MiR-26a-5p Inhibits Cell Proliferation and Enhances Doxorubicin Sensitivity in HCC Cells via Targeting AURKA

Abstract

Objective: To investigate the role of miR-26a-5p in cell proliferation and doxorubicin sensitivity in hepatocellular carcinoma.

Methods: We evaluated miR-26a-5p expression in hepatocellular carcinoma tissues and cell lines by reverse transcription polymerase chain reaction. Cell Counting Kit-8 was used to examine cell proliferation. Relationship between miR-26a-5p and aurora kinase A was evaluated by luciferase report system. Western blot was used to detect expression of aurora kinase A.

Results: In this study, we observed miR-26a-5p was downregulated in hepatocellular carcinoma tissues and cell lines. Gain-of-function experiments showed that proliferation rate of hepatocellular carcinoma cells decreased under condition of miR-26a-5p mimics. We found miR-26a-5p mimics could enhance doxorubicin sensitivity of hepatocellular carcinoma cells. Further study showed that aurora kinase A was target gene of miR-26a-5p. Suppression of aurora kinase A could lead to lower cell proliferation and higher doxorubicin sensitivity of hepatocellular carcinoma cells.

Conclusion: Our study found that miR-26a-5p could inhibit cell proliferation and enhance doxorubicin sensitivity in hepatocellular carcinoma cells by targeting aurora kinase A.

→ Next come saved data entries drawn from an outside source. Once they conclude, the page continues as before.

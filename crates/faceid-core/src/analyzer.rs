//! Single-face analysis: detect the strongest face, then describe it.

use crate::detector::{DetectorError, DetectorOptions, FaceDetector};
use crate::recognizer::{FaceRecognizer, RecognizerError};
use crate::types::FaceDetection;
use image::RgbImage;
use std::path::Path;
use thiserror::Error;

#[derive(Error, Debug)]
pub enum AnalyzerError {
    #[error("failed to load face models: {0}")]
    ModelLoad(String),
    #[error("detector error: {0}")]
    Detector(#[from] DetectorError),
    #[error("recognizer error: {0}")]
    Recognizer(#[from] RecognizerError),
}

/// Turns a frame into at most one described face.
pub trait FaceAnalyzer {
    /// Returns `None` when the frame contains no detectable face.
    fn analyze(&mut self, frame: &RgbImage) -> Result<Option<FaceDetection>, AnalyzerError>;
}

/// SCRFD detection followed by 128-d descriptor extraction.
pub struct OnnxFaceAnalyzer {
    detector: FaceDetector,
    recognizer: FaceRecognizer,
}

impl OnnxFaceAnalyzer {
    /// Load both models. Any failure is reported as [`AnalyzerError::ModelLoad`].
    pub fn load(
        detector_path: &Path,
        recognizer_path: &Path,
        options: DetectorOptions,
    ) -> Result<Self, AnalyzerError> {
        let detector = FaceDetector::load(detector_path, options)
            .map_err(|e| AnalyzerError::ModelLoad(e.to_string()))?;
        let recognizer =
            FaceRecognizer::load(recognizer_path).map_err(|e| AnalyzerError::ModelLoad(e.to_string()))?;
        Ok(Self { detector, recognizer })
    }
}

impl FaceAnalyzer for OnnxFaceAnalyzer {
    fn analyze(&mut self, frame: &RgbImage) -> Result<Option<FaceDetection>, AnalyzerError> {
        let faces = self.detector.detect(frame)?;
        let Some(bbox) = faces.into_iter().next() else {
            return Ok(None);
        };

        let descriptor = self.recognizer.extract(frame, &bbox)?;
        tracing::debug!(confidence = bbox.confidence, "face analyzed");
        Ok(Some(FaceDetection { bbox, descriptor }))
    }
}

Keywords: MiR-26a-5p; aurora kinase A (AURKA); doxorubicin sensitivity; hepatocellular carcinoma (HCC).

Figure 1.

miR-26a-5p is downregulated in hepatocellular carcinoma (HCC) tissues and cell lines. A, Expression level of miR-26a-5p is detected in 35 paired HCC tissues and neighbor tissues, and the result is analyzed by the Student t test. P < .05 means statistical significance. B, Expression level of miR-26a-5p is detected in HCC cell lines and normal immortalized hepatocyte.

Figure 2.

miR-26a-5p inhibits proliferation and enhances doxorubicin sensitivity in hepatocellular carcinoma (HCC) cells. A, Cell viability of Huh7 and SMMC-7721 at 48 and 72 hours was compared between miR-26a-5p mimics and negative control; the result was analyzed by the Student t test, ***P < .0005. B, Cell viability of Huh7 and SMMC-7721 was detected under different concentrations (0, 0.0625, 0.125, 0.25, 0.5, and 1.0 µg/mL) of doxorubicin. And the results were analyzed by analysis of variance (ANOVA),***P < .0005,** P < .005.

Figure 3.

Aurora kinase A (AURKA) is a target gene regulated by miR-26a-5p. A, TargetScanHuman 7.1 showed AURKA 3′ untranslated region (3′UTR) had complementary pairing with miR-26a-5p, and we constructed the wild-type and mutant-type AURKA 3′UTR. B, The results of luciferase activity experiment in Huh7 and SMMC-7721,** P < .005,***P < .0005. C, Protein level of AURKA when treated with miR-26a-5p mimics or miR-26a-5p inhibitor; glyceraldehyde 3-phosphate dehydrogenase (GAPDH) is used as an internal control.

Figure 4.

miR-26a-5p regulates proliferation and doxorubicin sensitivity via targeting aurora kinase A (AURKA). A, Protein level of AURKA in hepatocellular carcinoma (HCC) cells is detected among groups of negative control, AURKA siRNA, miR-26a-5p mimics + AURKA siRNA, and miR-26a-5p inhibitor + AURKA siRNA. B and C, Cell viability of HCC cells is detected among groups of negative control, AURKA siRNA, miR-26a-5p mimics + AURKA siRNA, and miR-26a-5p inhibitor + AURKA siRNA, under different times (24, 48, and 72 hours) or different concentrations of doxorubicin (0, 0.0625, 0.125, 0.25, 0.5, and 1.0 µg/mL). Analysis of variance (ANOVA) was used to analyze statistical difference. ***P < .0005, **P < .005.

Figure 5.

Overexpression of aurora kinase A (AURKA) can reverse the effect of miR-26a-5p in hepatocellular carcinoma (HCC) cells. A, Protein level of AURKA in HCC cells is detected among groups of negative control, miR-26a-5p mimics, and miR-26a-5p mimics + AURKA overexpression (OE). B and C, Cell viability of HCC cells is detected among groups of negative control, OE control, miR-26a-5p mimics, and miR-26a-5p mimics + AURKA OE under different times (24, 48, and 72 hours) or different concentration of doxorubicin (0, 0.0625, 0.125, 0.25, 0.5, and 1.0 µg/mL), Analysis of variance (ANOVA) was used to analyze statistical difference. *P < .05, **P < .005,***P < .0005.